Epic :: 2016 :: acheter le disque

Et pourtant, depuis sa sortie, ce sixième album des New-Yorkais est un succès, commercial tout autant que critique. La nostalgie, certes, est le ressort le plus puissant de cette réussite, d'autant plus que sur We Got It from Here... Thank You 4 Your Service, A Tribe Called Quest assume son âge. C'est un disque de vieux, avec sa texture organique et ses "vrais" instruments, avec ses embardées politiques ironiques, et avec la participation d'une certaine aristocratie musicale : Kanye West, André 3000, Kendrick Lamar, Anderson Paak, Jack White côté rock, et même cette vieille antiquité d'Elton John. Le groupe reste fidèle à lui-même, jusqu'à se présenter dans sa configuration la plus complète, avec la présence de ses collaborateurs historiques, Busta Rhymes et Consequence, et surtout avec le retour très actif de Jarobi, qui avait quitté la bande dès après le premier album.
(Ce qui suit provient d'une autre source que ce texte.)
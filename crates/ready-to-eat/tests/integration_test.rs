//! Full end-to-end tests with all real actors: the API surface exactly as a
//! transport layer would drive it.

use ready_to_eat::api::{
    Api, ApiError, CreateOrderRequest, LoginRequest, ProfileResponse, RegisterRequest,
};
use ready_to_eat::api::{AdminLoginRequest, ChangePasswordRequest};
use ready_to_eat::config::Config;
use ready_to_eat::lifecycle::AppSystem;
use ready_to_eat::model::{OrderLine, OrderStatus, SessionToken};
use ready_to_eat::seed::{seed_all, SeedData};

async fn booted() -> (AppSystem, Api, SeedData, Config) {
    let config = Config::default();
    let system = AppSystem::new(config.channel_buffer);
    let seed = seed_all(&system, &config).await.expect("seed failed");
    let api = Api::new(&system, seed.fallback_user);
    (system, api, seed, config)
}

fn register_request(email: &str, mobile: &str) -> RegisterRequest {
    RegisterRequest {
        first_name: "Asha".to_string(),
        last_name: "Verma".to_string(),
        email: email.to_string(),
        password: "Password123!".to_string(),
        mobile: mobile.to_string(),
    }
}

/// Two Samosas (id 1, 15.00) and one Cup of Tea (id 9, 10.00).
fn sample_order(seed: &SeedData) -> CreateOrderRequest {
    CreateOrderRequest {
        items: vec![
            OrderLine {
                food_id: seed.food_ids[0],
                quantity: 2,
                has_extra: false,
            },
            OrderLine {
                food_id: seed.food_ids[8],
                quantity: 1,
                has_extra: false,
            },
        ],
        total_amount: 40.0,
        tax_amount: 6.0,
        grand_total: 46.0,
        points_earned: 4,
        estimated_time: 15,
        payment_method: Some("paytm".to_string()),
        payment_details: Some(serde_json::json!({ "paytmNumber": "9876501234" })),
    }
}

#[tokio::test]
async fn register_login_profile_round_trip() {
    let (system, api, _seed, _config) = booted().await;

    let session = api
        .register(register_request("asha@example.com", "9876501234"))
        .await
        .expect("register failed");
    assert_eq!(session.profile.email, "asha@example.com");
    assert_eq!(session.profile.points, 0);

    match api.profile(&session.token).await.unwrap() {
        ProfileResponse::User(profile) => assert_eq!(profile.first_name, "Asha"),
        other => panic!("expected user profile, got {:?}", other),
    }

    // Same email again: conflict, 409.
    let err = api
        .register(register_request("asha@example.com", "9876501234"))
        .await
        .unwrap_err();
    assert_eq!(err.status_code(), 409);

    // Wrong password: 401, and the message gives nothing away.
    let err = api
        .login(LoginRequest {
            email: "asha@example.com".to_string(),
            password: "Password123?".to_string(),
        })
        .await
        .unwrap_err();
    assert_eq!(err, ApiError::InvalidCredentials);

    // Unknown email answers identically.
    let err = api
        .login(LoginRequest {
            email: "nobody@example.com".to_string(),
            password: "Password123!".to_string(),
        })
        .await
        .unwrap_err();
    assert_eq!(err, ApiError::InvalidCredentials);

    let relogin = api
        .login(LoginRequest {
            email: "asha@example.com".to_string(),
            password: "Password123!".to_string(),
        })
        .await
        .expect("login failed");
    assert_eq!(relogin.profile.id, session.profile.id);

    system.shutdown().await.unwrap();
}

#[tokio::test]
async fn rejected_registration_leaves_no_user_behind() {
    let (system, api, _seed, _config) = booted().await;

    // `a@b` has no TLD.
    let err = api
        .register(register_request("a@b", "9876501234"))
        .await
        .unwrap_err();
    assert_eq!(err.status_code(), 400);
    assert!(system.users.find_by_email("a@b").await.unwrap().is_none());

    let weak_passwords = [
        "short1!",      // < 8 chars
        "password123!", // no uppercase
        "PASSWORD123!", // no lowercase
        "Password!!!!", // no digit
        "Password1234", // no symbol
    ];
    for password in weak_passwords {
        let mut req = register_request("asha@example.com", "9876501234");
        req.password = password.to_string();
        let err = api.register(req).await.unwrap_err();
        assert_eq!(err.status_code(), 400, "password {:?} should be rejected", password);
    }

    let err = api
        .register(register_request("asha@example.com", "12345"))
        .await
        .unwrap_err();
    assert_eq!(err.status_code(), 400);

    // None of the rejected attempts created the account.
    assert!(system
        .users
        .find_by_email("asha@example.com")
        .await
        .unwrap()
        .is_none());

    system.shutdown().await.unwrap();
}

#[tokio::test]
async fn guest_browses_and_orders_via_the_fallback_account() {
    let (system, api, seed, _config) = booted().await;

    let guest = api.guest_access().await.unwrap();
    assert!(guest.guest_id.starts_with("guest_"));

    match api.profile(&guest.token).await.unwrap() {
        ProfileResponse::Guest { guest_id } => assert_eq!(guest_id, guest.guest_id),
        other => panic!("expected guest profile, got {:?}", other),
    }

    let menu = api.list_foods().await.unwrap();
    assert_eq!(menu.len(), 14);
    assert_eq!(menu[0].name, "Samosa");
    assert_eq!(menu[0].price, 15.0);

    // Guest checkout lands on the fallback account...
    let order = api.create_order(&guest.token, sample_order(&seed)).await.unwrap();
    assert_eq!(order.user_id, seed.fallback_user);

    // ...and the guest can fetch it back (shared fallback scope)...
    let fetched = api.get_order(&guest.token, order.id).await.unwrap();
    assert_eq!(fetched.order_number, order.order_number);

    // ...but the listing stays empty: orders are not tracked per guest.
    assert!(api.list_orders(&guest.token).await.unwrap().is_empty());

    system.shutdown().await.unwrap();
}

#[tokio::test]
async fn checkout_snapshots_lines_and_stores_totals_verbatim() {
    let (system, api, seed, _config) = booted().await;

    let session = api
        .register(register_request("asha@example.com", "9876501234"))
        .await
        .unwrap();
    let order = api.create_order(&session.token, sample_order(&seed)).await.unwrap();

    assert!(order.order_number.starts_with("ORD-"));
    assert_eq!(order.status, OrderStatus::Current);
    assert_eq!(order.items.len(), 2);

    // Line snapshots: 2 x 15.00 Samosa, 1 x 10.00 Cup of Tea.
    assert_eq!(order.items[0].food_name, "Samosa");
    assert_eq!(order.items[0].food_price, 15.0);
    assert_eq!(order.items[0].item_total, 30.0);
    assert_eq!(order.items[1].food_name, "Cup of Tea");
    assert_eq!(order.items[1].item_total, 10.0);

    // Header totals are caller-supplied, stored untouched.
    assert_eq!(order.total_amount, 40.0);
    assert_eq!(order.tax_amount, 6.0);
    assert_eq!(order.grand_total, 46.0);
    assert_eq!(order.points_earned, 4);

    let listed = api.list_orders(&session.token).await.unwrap();
    assert_eq!(listed.len(), 1);
    assert_eq!(listed[0].id, order.id);

    // A different account cannot see it; the answer is indistinguishable
    // from a missing order.
    let other = api
        .register(register_request("ravi@example.com", "9876505678"))
        .await
        .unwrap();
    let err = api.get_order(&other.token, order.id).await.unwrap_err();
    assert_eq!(err.status_code(), 404);

    system.shutdown().await.unwrap();
}

#[tokio::test]
async fn checkout_with_an_unknown_food_persists_nothing() {
    let (system, api, seed, _config) = booted().await;

    let session = api
        .register(register_request("asha@example.com", "9876501234"))
        .await
        .unwrap();

    let mut req = sample_order(&seed);
    req.items.push(OrderLine {
        food_id: ready_to_eat::model::FoodId(999),
        quantity: 1,
        has_extra: false,
    });
    let err = api.create_order(&session.token, req).await.unwrap_err();
    assert_eq!(err.status_code(), 404);

    // All-or-nothing: the valid lines did not land either.
    assert!(api.list_orders(&session.token).await.unwrap().is_empty());

    // Empty orders are caught before the store sees them.
    let mut req = sample_order(&seed);
    req.items.clear();
    let err = api.create_order(&session.token, req).await.unwrap_err();
    assert_eq!(err.status_code(), 400);

    system.shutdown().await.unwrap();
}

#[tokio::test]
async fn points_are_set_not_incremented_and_never_negative() {
    let (system, api, _seed, _config) = booted().await;

    let session = api
        .register(register_request("asha@example.com", "9876501234"))
        .await
        .unwrap();

    assert_eq!(api.get_points(&session.token).await.unwrap(), 0);
    assert_eq!(api.set_points(&session.token, 40).await.unwrap(), 40);
    assert_eq!(api.set_points(&session.token, 25).await.unwrap(), 25);

    let err = api.set_points(&session.token, -5).await.unwrap_err();
    assert_eq!(err.status_code(), 400);
    // Rejection left the balance alone.
    assert_eq!(api.get_points(&session.token).await.unwrap(), 25);

    // Guests have no balance to read or write.
    let guest = api.guest_access().await.unwrap();
    assert_eq!(
        api.get_points(&guest.token).await.unwrap_err(),
        ApiError::Forbidden
    );
    assert_eq!(
        api.set_points(&guest.token, 10).await.unwrap_err(),
        ApiError::Forbidden
    );

    system.shutdown().await.unwrap();
}

#[tokio::test]
async fn only_admins_force_order_status() {
    let (system, api, seed, config) = booted().await;

    let session = api
        .register(register_request("asha@example.com", "9876501234"))
        .await
        .unwrap();
    let order = api.create_order(&session.token, sample_order(&seed)).await.unwrap();

    // The order's owner cannot override the lifecycle.
    let err = api
        .force_order_status(&session.token, order.id, OrderStatus::Ready)
        .await
        .unwrap_err();
    assert_eq!(err, ApiError::Forbidden);

    let admin = api
        .admin_login(AdminLoginRequest {
            username: config.admin_username.clone(),
            password: config.admin_password.clone(),
        })
        .await
        .expect("admin login failed");
    match api.profile(&admin.token).await.unwrap() {
        ProfileResponse::Admin(profile) => assert_eq!(profile.role, "admin"),
        other => panic!("expected admin profile, got {:?}", other),
    }

    let forced = api
        .force_order_status(&admin.token, order.id, OrderStatus::Ready)
        .await
        .unwrap();
    assert_eq!(forced.status, OrderStatus::Ready);
    assert!(forced.ready_time.is_some());
    assert_eq!(forced.order_time, order.order_time);

    // Admins hold no orders of their own.
    assert_eq!(
        api.list_orders(&admin.token).await.unwrap_err(),
        ApiError::Forbidden
    );

    system.shutdown().await.unwrap();
}

#[tokio::test]
async fn logout_clears_the_identity_and_is_idempotent() {
    let (system, api, _seed, _config) = booted().await;

    let session = api
        .register(register_request("asha@example.com", "9876501234"))
        .await
        .unwrap();
    assert!(api.profile(&session.token).await.is_ok());

    api.logout(&session.token).await.unwrap();
    assert_eq!(
        api.profile(&session.token).await.unwrap_err(),
        ApiError::Unauthenticated
    );

    // Logging out again, or with a token that never existed, still succeeds.
    api.logout(&session.token).await.unwrap();
    api.logout(&SessionToken("deadbeefdeadbeefdeadbeefdeadbeef".to_string()))
        .await
        .unwrap();

    system.shutdown().await.unwrap();
}

#[tokio::test]
async fn change_password_requires_the_current_one() {
    let (system, api, _seed, _config) = booted().await;

    let session = api
        .register(register_request("asha@example.com", "9876501234"))
        .await
        .unwrap();

    let err = api
        .change_password(
            &session.token,
            ChangePasswordRequest {
                current_password: "WrongOld1!".to_string(),
                new_password: "Fresh123!".to_string(),
            },
        )
        .await
        .unwrap_err();
    assert_eq!(err, ApiError::InvalidCredentials);

    api.change_password(
        &session.token,
        ChangePasswordRequest {
            current_password: "Password123!".to_string(),
            new_password: "Fresh123!".to_string(),
        },
    )
    .await
    .unwrap();

    // Old password is dead, new one works.
    assert!(api
        .login(LoginRequest {
            email: "asha@example.com".to_string(),
            password: "Password123!".to_string(),
        })
        .await
        .is_err());
    assert!(api
        .login(LoginRequest {
            email: "asha@example.com".to_string(),
            password: "Fresh123!".to_string(),
        })
        .await
        .is_ok());

    system.shutdown().await.unwrap();
}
C'est d'ailleurs surtout à celui-ci, People's Instinctive Travels & the Paths of Rhythm, que fait penser We Got It from Here..., et pas seulement pour la longueur de son titre. On y retrouve le même aspect varié et décousu, les mêmes samples inhabituels empruntés aux chouchous de la critique rock (cette fois Can, au lieu de Lou Reed), et même, sur le très bon "Enough!!", le sitar mémorable qu'on entendait déjà sur "Bonita Applebum". Dès les premières notes de l'orgue qui ouvre l'album, ou plus tard avec la trompette de "Ego", c'est signé, c'est du Tribe Called Quest. Cependant, et c'est là son miracle, si cet album tardif s'inscrit dans un univers familier et qu'il ne s'interdit pas des clins d'œil au passé, il ne sent pas le réchauffé. Il est, en somme, davantage Rogue One que Le Réveil de la Force.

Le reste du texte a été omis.